According to the Magistrate’s opinion, there was contradictory evidence regarding the petitioner’s pain and there was no evidence to corroborate the petitioner’s claim. During the examination by Dr. Wolff, the petitioner disclaimed any significant chest pain. At the hearing before the AU, the petitioner stated that he experiences chest pain regardless of whether he is at rest or engaging in activity. However, according to the Magistrate’s opinion, the petitioner also testified that he takes nitroglycerin which relieves the pain. Apparently, this was the only evidence of pain which was presented. It was within the AU’s province to reconcile this conflict in the evidence. Janka v. Secretary of Health, Ed. & Welfare, 589 F.2d 365, 369 (8th Cir.1978). We have no basis here to *69disturb the finding which discredited the petitioner’s subjective complaints of pain.

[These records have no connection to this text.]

//! Gmail API client with timeouts and retry logic

use async_trait::async_trait;
use google_gmail1::api::{Draft, Label, Message, ModifyMessageRequest};
use std::future::Future;
use std::io::Cursor;
use std::time::Duration;
use tracing::{debug, warn};

use crate::auth::GmailHub;
use crate::error::{Result, TriageError};
use crate::models::MessageHeaders;

const MODIFY_SCOPE: &str = "https://www.googleapis.com/auth/gmail.modify";
const COMPOSE_SCOPE: &str = "https://www.googleapis.com/auth/gmail.compose";
const LABELS_SCOPE: &str = "https://www.googleapis.com/auth/gmail.labels";

/// Query for the messages a run picks up
pub const UNREAD_QUERY: &str = "is:unread";

/// System label removed to mark a message read
pub const UNREAD_LABEL: &str = "UNREAD";

/// Largest page the messages.list endpoint returns
const LIST_PAGE_LIMIT: u32 = 500;

/// Retries after the first attempt for idempotent calls
const MAX_RETRIES: u32 = 3;

/// Label info returned from Gmail API
#[derive(Debug, Clone, PartialEq, Eq)]
pub struct LabelInfo {
    pub id: String,
    pub name: String,
}

/// A reply draft ready for upload
#[derive(Debug, Clone, PartialEq, Eq)]
pub struct DraftRequest {
    /// Thread the draft is attached to, when the original has one
    pub thread_id: Option<String>,
    /// Complete RFC 822 message
    pub raw: Vec<u8>,
}

/// Trait defining the mailbox operations a triage run needs
#[async_trait]
pub trait GmailClient: Send + Sync {
    /// Ids of unread messages, newest first, at most `limit`
    async fn list_unread(&self, limit: u32) -> Result<Vec<String>>;

    /// Full RFC 822 bytes of a message
    async fn get_raw_message(&self, id: &str) -> Result<Vec<u8>>;

    /// Selected headers and the thread id of a message
    async fn get_metadata(&self, id: &str, header_names: &[String]) -> Result<MessageHeaders>;

    /// Add and remove label ids on a message
    async fn modify_labels(&self, id: &str, add: &[String], remove: &[String]) -> Result<()>;

    /// List all labels in the account
    async fn list_labels(&self) -> Result<Vec<LabelInfo>>;

    /// Create a new label and return its id
    async fn create_label(&self, name: &str) -> Result<String>;

    /// Store a draft and return its id
    async fn create_draft(&self, draft: &DraftRequest) -> Result<String>;
}

/// Production Gmail client
///
/// Every call is bounded by `call_timeout`. Idempotent calls are retried
/// with exponential backoff; draft creation is attempted once so a slow
/// upload never produces a duplicate draft.
pub struct ProductionGmailClient {
    hub: GmailHub,
    call_timeout: Duration,
}

impl ProductionGmailClient {
    pub fn new(hub: GmailHub) -> Self {
        Self {
            hub,
            call_timeout: Duration::from_secs(30),
        }
    }

    pub fn with_call_timeout(mut self, call_timeout: Duration) -> Self {
        self.call_timeout = call_timeout;
        self
    }

    /// Check if an error is retryable
    fn should_retry(error: &TriageError) -> bool {
        matches!(
            error,
            TriageError::ServerError { .. }
                | TriageError::RateLimitExceeded { .. }
                | TriageError::NetworkError(_)
        )
    }

    /// Execute an async operation with exponential backoff retry
    async fn with_retry<T, F, Fut>(
        operation_name: &str,
        max_retries: u32,
        mut operation: F,
    ) -> Result<T>
    where
        F: FnMut() -> Fut,
        Fut: Future<Output = Result<T>>,
    {
        let mut delay = Duration::from_secs(1);
        let mut attempts = 0;

        loop {
            attempts += 1;
            match operation().await {
                Ok(result) => return Ok(result),
                Err(e) if Self::should_retry(&e) && attempts <= max_retries => {
                    warn!(
                        "{} failed (attempt {}/{}): {}. Retrying in {:?}...",
                        operation_name, attempts, max_retries + 1, e, delay
                    );
                    tokio::time::sleep(delay).await;
                    delay = std::cmp::min(delay * 2, Duration::from_secs(30));
                }
                Err(e) => return Err(e),
            }
        }
    }
}

/// Bound an API call by `call_timeout`, mapping expiry to a network error
async fn timed<T, Fut>(operation_name: &str, call_timeout: Duration, api_call: Fut) -> Result<T>
where
    Fut: Future<Output = std::result::Result<T, google_gmail1::Error>>,
{
    match tokio::time::timeout(call_timeout, api_call).await {
        Ok(result) => result.map_err(TriageError::from),
        Err(_) => {
            warn!("Gmail API {} call timed out after {:?}", operation_name, call_timeout);
            Err(TriageError::NetworkError(format!(
                "API call timed out after {:?}",
                call_timeout
            )))
        }
    }
}

/// Header pairs and thread id from a metadata-format message
fn message_headers(message: Message) -> MessageHeaders {
    let headers = message
        .payload
        .and_then(|payload| payload.headers)
        .unwrap_or_default()
        .into_iter()
        .filter_map(|header| match (header.name, header.value) {
            (Some(name), Some(value)) => Some((name, value)),
            _ => None,
        })
        .collect();

    MessageHeaders {
        thread_id: message.thread_id,
        headers,
    }
}

fn optional_ids(ids: &[String]) -> Option<Vec<String>> {
    if ids.is_empty() {
        None
    } else {
        Some(ids.to_vec())
    }
}

#[async_trait]
impl GmailClient for ProductionGmailClient {
    async fn list_unread(&self, limit: u32) -> Result<Vec<String>> {
        let mut all_ids = Vec::new();
        let mut page_token: Option<String> = None;

        while (all_ids.len() as u32) < limit {
            let remaining = limit - all_ids.len() as u32;
            let token = page_token.clone();

            let response = Self::with_retry("list_unread", MAX_RETRIES, || {
                let token = token.clone();
                async move {
                    let mut call = self
                        .hub
                        .users()
                        .messages_list("me")
                        .q(UNREAD_QUERY)
                        .max_results(remaining.min(LIST_PAGE_LIMIT));

                    if let Some(token) = token.as_ref() {
                        call = call.page_token(token);
                    }

                    let (_, response) =
                        timed("list_unread", self.call_timeout, call.add_scope(MODIFY_SCOPE).doit())
                            .await?;
                    Ok(response)
                }
            })
            .await?;

            let page: Vec<String> = response
                .messages
                .unwrap_or_default()
                .into_iter()
                .filter_map(|msg_ref| msg_ref.id)
                .collect();
            if page.is_empty() {
                break;
            }
            all_ids.extend(page);

            page_token = response.next_page_token;
            if page_token.is_none() {
                break;
            }
        }

        all_ids.truncate(limit as usize);
        debug!("Listed {} unread messages", all_ids.len());
        Ok(all_ids)
    }

    async fn get_raw_message(&self, id: &str) -> Result<Vec<u8>> {
        Self::with_retry("get_raw_message", MAX_RETRIES, || async {
            let call = self
                .hub
                .users()
                .messages_get("me", id)
                .format("raw")
                .add_scope(MODIFY_SCOPE)
                .doit();

            let (_, message) = timed("get_raw_message", self.call_timeout, call).await?;

            message.raw.ok_or_else(|| {
                TriageError::InvalidMessageFormat(format!("Message {} has no raw content", id))
            })
        })
        .await
    }

    async fn get_metadata(&self, id: &str, header_names: &[String]) -> Result<MessageHeaders> {
        Self::with_retry("get_metadata", MAX_RETRIES, || async {
            let mut call = self.hub.users().messages_get("me", id).format("metadata");
            for name in header_names {
                call = call.add_metadata_headers(name);
            }

            let (_, message) =
                timed("get_metadata", self.call_timeout, call.add_scope(MODIFY_SCOPE).doit())
                    .await?;
            Ok(message_headers(message))
        })
        .await
    }

    async fn modify_labels(&self, id: &str, add: &[String], remove: &[String]) -> Result<()> {
        if add.is_empty() && remove.is_empty() {
            return Ok(());
        }

        Self::with_retry("modify_labels", MAX_RETRIES, || async {
            let modify_request = ModifyMessageRequest {
                add_label_ids: optional_ids(add),
                remove_label_ids: optional_ids(remove),
            };

            let call = self
                .hub
                .users()
                .messages_modify(modify_request, "me", id)
                .add_scope(MODIFY_SCOPE)
                .doit();

            timed("modify_labels", self.call_timeout, call).await?;
            Ok(())
        })
        .await
    }

    async fn list_labels(&self) -> Result<Vec<LabelInfo>> {
        Self::with_retry("list_labels", MAX_RETRIES, || async {
            debug!("Calling Gmail API to list labels...");
            let call = self
                .hub
                .users()
                .labels_list("me")
                .add_scope(LABELS_SCOPE)
                .doit();

            let (_, response) = timed("list_labels", self.call_timeout, call).await?;

            let labels: Vec<LabelInfo> = response
                .labels
                .unwrap_or_default()
                .into_iter()
                .filter_map(|label| match (label.id, label.name) {
                    (Some(id), Some(name)) => Some(LabelInfo { id, name }),
                    _ => None,
                })
                .collect();

            debug!("Successfully parsed {} labels", labels.len());
            Ok(labels)
        })
        .await
    }

    async fn create_label(&self, name: &str) -> Result<String> {
        let name = name.to_string();
        Self::with_retry("create_label", MAX_RETRIES, || async {
            let label = Label {
                name: Some(name.clone()),
                message_list_visibility: Some("show".to_string()),
                label_list_visibility: Some("labelShow".to_string()),
                ..Default::default()
            };

            let call = self
                .hub
                .users()
                .labels_create(label, "me")
                .add_scope(LABELS_SCOPE)
                .doit();

            let (_, created_label) = timed("create_label", self.call_timeout, call).await?;

            created_label
                .id
                .ok_or_else(|| TriageError::LabelError("Created label has no ID".to_string()))
        })
        .await
    }

    async fn create_draft(&self, draft: &DraftRequest) -> Result<String> {
        let mime_type: mime::Mime = "message/rfc822"
            .parse()
            .map_err(|e| TriageError::DraftError(format!("Invalid MIME type: {}", e)))?;

        let request = Draft {
            message: Some(Message {
                thread_id: draft.thread_id.clone(),
                ..Default::default()
            }),
            ..Default::default()
        };

        let call = self
            .hub
            .users()
            .drafts_create(request, "me")
            .add_scope(COMPOSE_SCOPE)
            .upload(Cursor::new(draft.raw.clone()), mime_type);

        let (_, created) = timed("create_draft", self.call_timeout, call).await?;

        created
            .id
            .ok_or_else(|| TriageError::DraftError("Created draft has no ID".to_string()))
    }
}
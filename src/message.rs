//! MIME boundary: reading fetched messages and assembling reply drafts

use base64::{engine::general_purpose::STANDARD, Engine as _};
use mail_parser::{MessageParser, MessagePart, MimeHeaders, PartType};
use once_cell::sync::Lazy;
use regex::Regex;

use crate::error::{Result, TriageError};

static HTML_TAG: Lazy<Regex> = Lazy::new(|| Regex::new(r"<[^>]+>").unwrap());

static REPLY_PREFIX: Lazy<Regex> = Lazy::new(|| Regex::new(r"(?i)^\s*re\s*:").unwrap());

static ANGLE_ADDRESS: Lazy<Regex> =
    Lazy::new(|| Regex::new(r"<\s*([^<>\s@]+@[^<>\s]+?)\s*>").unwrap());

static BARE_ADDRESS: Lazy<Regex> =
    Lazy::new(|| Regex::new(r#"[^\s<>,;"']+@[^\s<>,;"']+"#).unwrap());

/// Maximum bytes of UTF-8 text per RFC 2047 encoded word
const ENCODED_WORD_CHUNK: usize = 45;

/// Line length for base64 bodies
const BASE64_LINE: usize = 76;

/// Subject and readable body of a fetched message
#[derive(Debug, Clone, Default, PartialEq, Eq)]
pub struct MessageContent {
    pub subject: String,
    pub body: String,
}

/// Parse raw RFC 822 bytes into subject and body text
///
/// The body is the first `text/plain` part, else the first `text/html` part
/// with tags removed, else empty.
pub fn parse_raw_message(raw: &[u8]) -> Result<MessageContent> {
    let message = MessageParser::default()
        .parse(raw)
        .ok_or_else(|| TriageError::InvalidMessageFormat("Unable to parse raw message".to_string()))?;

    let subject = message.subject().unwrap_or_default().to_string();

    let plain = message.parts.iter().find_map(|part| match &part.body {
        PartType::Text(text) if is_plain_text(part) => Some(text.to_string()),
        _ => None,
    });
    let body = match plain {
        Some(text) => text,
        None => message
            .parts
            .iter()
            .find_map(|part| match &part.body {
                PartType::Html(html) => Some(strip_html(html)),
                _ => None,
            })
            .unwrap_or_default(),
    };

    Ok(MessageContent { subject, body })
}

/// `text/plain`, or a text part with no declared content type
fn is_plain_text(part: &MessagePart) -> bool {
    match part.content_type() {
        Some(content_type) => {
            content_type.ctype().eq_ignore_ascii_case("text")
                && content_type
                    .subtype()
                    .map_or(true, |subtype| subtype.eq_ignore_ascii_case("plain"))
        }
        None => true,
    }
}

pub fn strip_html(html: &str) -> String {
    HTML_TAG.replace_all(html, "").into_owned()
}

/// Input text for the classifier
pub fn classification_text(content: &MessageContent) -> String {
    format!("Subject: {}\n{}", content.subject, content.body)
}

/// First email address in a header such as `From` or `To`
///
/// Accepts `Name <a@b>`, bare addresses and comma-separated lists.
pub fn extract_first_address(header_value: &str) -> Option<String> {
    split_address_list(header_value).into_iter().find_map(|entry| {
        ANGLE_ADDRESS
            .captures(entry)
            .and_then(|captures| captures.get(1))
            .or_else(|| BARE_ADDRESS.find(entry))
            .map(|m| m.as_str().trim().to_string())
    })
}

/// Split on commas that are outside quotes and angle brackets
fn split_address_list(header_value: &str) -> Vec<&str> {
    let mut entries = Vec::new();
    let mut in_quotes = false;
    let mut in_angle = false;
    let mut start = 0;

    for (index, ch) in header_value.char_indices() {
        match ch {
            '"' => in_quotes = !in_quotes,
            '<' if !in_quotes => in_angle = true,
            '>' if !in_quotes => in_angle = false,
            ',' if !in_quotes && !in_angle => {
                entries.push(&header_value[start..index]);
                start = index + 1;
            }
            _ => {}
        }
    }
    entries.push(&header_value[start..]);
    entries
}

/// Prefix `Re: ` unless the subject already carries a reply marker
pub fn ensure_reply_subject(subject: &str) -> String {
    if REPLY_PREFIX.is_match(subject) {
        subject.to_string()
    } else {
        format!("Re: {}", subject)
    }
}

/// `References` value for a reply to a message with these headers
pub fn build_references(references: Option<&str>, in_reply_to: Option<&str>) -> Option<String> {
    let references = references.map(str::trim).filter(|s| !s.is_empty());
    let in_reply_to = in_reply_to.map(str::trim).filter(|s| !s.is_empty());

    match (references, in_reply_to) {
        (Some(refs), Some(parent)) if !refs.contains(parent) => Some(format!("{} {}", refs, parent)),
        (Some(refs), _) => Some(refs.to_string()),
        (None, Some(parent)) => Some(parent.to_string()),
        (None, None) => None,
    }
}

/// A plain-text reply ready to be stored as a draft
#[derive(Debug, Clone, PartialEq, Eq)]
pub struct ReplyMessage {
    pub to: String,
    pub subject: String,
    pub body: String,
    pub in_reply_to: Option<String>,
    pub references: Option<String>,
}

impl ReplyMessage {
    /// Build a reply addressed to the first address of the original `From`
    ///
    /// Returns `None` when no address can be found.
    pub fn for_original(
        from_header: &str,
        original_subject: &str,
        body: impl Into<String>,
        message_id: Option<&str>,
        references: Option<&str>,
    ) -> Option<Self> {
        let to = extract_first_address(from_header)?;
        let in_reply_to = message_id
            .map(str::trim)
            .filter(|s| !s.is_empty())
            .map(str::to_string);

        Some(Self {
            to,
            subject: ensure_reply_subject(original_subject),
            body: body.into(),
            references: build_references(references, in_reply_to.as_deref()),
            in_reply_to,
        })
    }

    /// Serialize as an RFC 822 message with a base64 UTF-8 text body
    pub fn to_rfc822(&self) -> Vec<u8> {
        let mut out = String::new();

        push_header(&mut out, "To", &self.to);
        out.push_str("Subject: ");
        out.push_str(&encode_header_value(&sanitize_header(&self.subject)));
        out.push_str("\r\n");
        if let Some(in_reply_to) = &self.in_reply_to {
            push_header(&mut out, "In-Reply-To", in_reply_to);
        }
        if let Some(references) = &self.references {
            push_header(&mut out, "References", references);
        }
        out.push_str("MIME-Version: 1.0\r\n");
        out.push_str("Content-Type: text/plain; charset=\"utf-8\"\r\n");
        out.push_str("Content-Transfer-Encoding: base64\r\n");
        out.push_str("\r\n");

        let encoded = STANDARD.encode(self.body.as_bytes());
        for line in encoded.as_bytes().chunks(BASE64_LINE) {
            // base64 output is ASCII
            out.push_str(&String::from_utf8_lossy(line));
            out.push_str("\r\n");
        }

        out.into_bytes()
    }
}

fn push_header(out: &mut String, name: &str, value: &str) {
    out.push_str(name);
    out.push_str(": ");
    out.push_str(&sanitize_header(value));
    out.push_str("\r\n");
}

/// Header values must stay on one line
fn sanitize_header(value: &str) -> String {
    value
        .chars()
        .map(|c| if c == '\r' || c == '\n' { ' ' } else { c })
        .collect::<String>()
        .trim()
        .to_string()
}

/// RFC 2047 `B` encoding for non-ASCII header text
fn encode_header_value(value: &str) -> String {
    if value.is_ascii() {
        return value.to_string();
    }

    let mut words = Vec::new();
    let mut chunk = String::new();
    for ch in value.chars() {
        if chunk.len() + ch.len_utf8() > ENCODED_WORD_CHUNK {
            words.push(format!("=?UTF-8?B?{}?=", STANDARD.encode(chunk.as_bytes())));
            chunk.clear();
        }
        chunk.push(ch);
    }
    if !chunk.is_empty() {
        words.push(format!("=?UTF-8?B?{}?=", STANDARD.encode(chunk.as_bytes())));
    }

    words.join("\r\n ")
}

#[cfg(test)]
mod tests {
    use super::*;

    #[test]
    fn test_parse_prefers_text_plain() {
        let raw = concat!(
            "From: Alice <alice@example.com>\r\n",
            "Subject: Meeting next week\r\n",
            "MIME-Version: 1.0\r\n",
            "Content-Type: multipart/alternative; boundary=\"b1\"\r\n",
            "\r\n",
            "--b1\r\n",
            "Content-Type: text/html; charset=utf-8\r\n",
            "\r\n",
            "<p>HTML version</p>\r\n",
            "--b1\r\n",
            "Content-Type: text/plain; charset=utf-8\r\n",
            "\r\n",
            "Plain version\r\n",
            "--b1--\r\n"
        );

        let content = parse_raw_message(raw.as_bytes()).unwrap();
        assert_eq!(content.subject, "Meeting next week");
        assert!(content.body.contains("Plain version"));
        assert!(!content.body.contains("<p>"));
    }

    #[test]
    fn test_parse_skips_other_text_subtypes() {
        let raw = concat!(
            "Subject: Invitation\r\n",
            "MIME-Version: 1.0\r\n",
            "Content-Type: multipart/mixed; boundary=\"b2\"\r\n",
            "\r\n",
            "--b2\r\n",
            "Content-Type: text/calendar; charset=utf-8; method=REQUEST\r\n",
            "\r\n",
            "BEGIN:VCALENDAR\r\n",
            "END:VCALENDAR\r\n",
            "--b2\r\n",
            "Content-Type: text/plain; charset=utf-8\r\n",
            "\r\n",
            "You are invited\r\n",
            "--b2--\r\n"
        );

        let content = parse_raw_message(raw.as_bytes()).unwrap();
        assert!(content.body.contains("You are invited"));
        assert!(!content.body.contains("VCALENDAR"));
    }

    #[test]
    fn test_parse_falls_back_to_stripped_html() {
        let raw = concat!(
            "Subject: Newsletter\r\n",
            "MIME-Version: 1.0\r\n",
            "Content-Type: text/html; charset=utf-8\r\n",
            "\r\n",
            "<html><body><h1>Big</h1><p>Sale today</p></body></html>\r\n"
        );

        let content = parse_raw_message(raw.as_bytes()).unwrap();
        assert_eq!(content.subject, "Newsletter");
        assert!(content.body.contains("BigSale today"));
        assert!(!content.body.contains('<'));
    }

    #[test]
    fn test_classification_text() {
        let content = MessageContent {
            subject: "Hello".to_string(),
            body: "Body text".to_string(),
        };
        assert_eq!(classification_text(&content), "Subject: Hello\nBody text");
    }

    #[test]
    fn test_extract_first_address() {
        assert_eq!(
            extract_first_address("John Doe <john@example.com>"),
            Some("john@example.com".to_string())
        );
        assert_eq!(
            extract_first_address("\"Doe, John\" <john@example.com>, jane@example.com"),
            Some("john@example.com".to_string())
        );
        assert_eq!(
            extract_first_address("jane@example.com, John <john@example.com>"),
            Some("jane@example.com".to_string())
        );
        assert_eq!(extract_first_address("Undisclosed recipients"), None);
        assert_eq!(extract_first_address(""), None);
    }

    #[test]
    fn test_ensure_reply_subject() {
        assert_eq!(ensure_reply_subject("Meeting"), "Re: Meeting");
        assert_eq!(ensure_reply_subject("Re: Meeting"), "Re: Meeting");
        assert_eq!(ensure_reply_subject("  RE : Meeting"), "  RE : Meeting");
        assert_eq!(ensure_reply_subject(""), "Re: ");
        assert_eq!(ensure_reply_subject("Regarding the plan"), "Re: Regarding the plan");
    }

    #[test]
    fn test_build_references() {
        assert_eq!(
            build_references(Some("<a@x>"), Some("<b@x>")),
            Some("<a@x> <b@x>".to_string())
        );
        assert_eq!(
            build_references(Some("<a@x> <b@x>"), Some("<b@x>")),
            Some("<a@x> <b@x>".to_string())
        );
        assert_eq!(build_references(None, Some("<b@x>")), Some("<b@x>".to_string()));
        assert_eq!(build_references(Some("<a@x>"), None), Some("<a@x>".to_string()));
        assert_eq!(build_references(None, None), None);
        assert_eq!(build_references(Some(" "), Some("")), None);
    }

    #[test]
    fn test_reply_message_for_original() {
        let reply = ReplyMessage::for_original(
            "Alice <alice@example.com>",
            "Quarterly report",
            "Thanks, will do.",
            Some("<m1@example.com>"),
            Some("<m0@example.com>"),
        )
        .unwrap();

        assert_eq!(reply.to, "alice@example.com");
        assert_eq!(reply.subject, "Re: Quarterly report");
        assert_eq!(reply.in_reply_to.as_deref(), Some("<m1@example.com>"));
        assert_eq!(
            reply.references.as_deref(),
            Some("<m0@example.com> <m1@example.com>")
        );

        assert!(ReplyMessage::for_original("nobody", "s", "b", None, None).is_none());
    }

    #[test]
    fn test_to_rfc822_round_trips_through_parser() {
        let reply = ReplyMessage {
            to: "alice@example.com".to_string(),
            subject: "Re: 会議の件".to_string(),
            body: "こんにちは\nThanks".to_string(),
            in_reply_to: Some("<m1@example.com>".to_string()),
            references: Some("<m1@example.com>".to_string()),
        };

        let raw = reply.to_rfc822();
        let text = String::from_utf8(raw.clone()).unwrap();
        assert!(text.starts_with("To: alice@example.com\r\n"));
        assert!(text.contains("Subject: =?UTF-8?B?"));
        assert!(text.contains("In-Reply-To: <m1@example.com>\r\n"));
        assert!(text.contains("Content-Transfer-Encoding: base64\r\n"));

        let parsed = parse_raw_message(&raw).unwrap();
        assert_eq!(parsed.subject, "Re: 会議の件");
        assert_eq!(parsed.body, "こんにちは\nThanks");
    }

    #[test]
    fn test_header_values_cannot_inject_lines() {
        let reply = ReplyMessage {
            to: "alice@example.com\r\nBcc: eve@example.com".to_string(),
            subject: "Hi".to_string(),
            body: "b".to_string(),
            in_reply_to: None,
            references: None,
        };

        let text = String::from_utf8(reply.to_rfc822()).unwrap();
        assert!(!text.contains("\r\nBcc:"));
    }
}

However, we cannot reach the same conclusion regarding the petitioner’s claim of psychiatric problems. This court has held repeatedly that where a claimant suffers from a nonexertional impairment the Guidelines are not applicable. Nelson, 712 F.2d at 348; Simonson, 699 F.2d at 430; McDonald, 698 F.2d at 364-65; Tucker v. Schweiker, 689 F.2d 777, 780 (8th Cir.1982); McCoy, 683 F.2d at 1148; see Heaney, Why the High Rate of Reversals in Social Security Disability Cases, 7 Hamline L.Rev. 1, 13-14 (1984). Rather, the Secretary is obligated to produce vocational expert testimony concerning whether there are jobs available which a person with the claimant’s particular characteristics can perform. Nelson, 712 F.2d at 348.

The doctor who conducted the psychiatric exam concluded that the petitioner could relate well to supervision, could understand and follow instructions, and could perform simple, repetitive tasks. However, the doctor also noted that the petitioner would have difficulty handling stress and criticism due to his low frustration tolerance, irritability, and explosive temper. Previously, we have noted that:

The [residual functional capacity] that must be found if the [Guidelines are] to be used, in the case of sedentary and medium work, as well as light work, is not the ability merely to lift weights occasionally in a doctor’s office; it is the ability to perform the requisite acts day in and day out, in the sometimes competitive and stressful conditions in which real people work in the real world.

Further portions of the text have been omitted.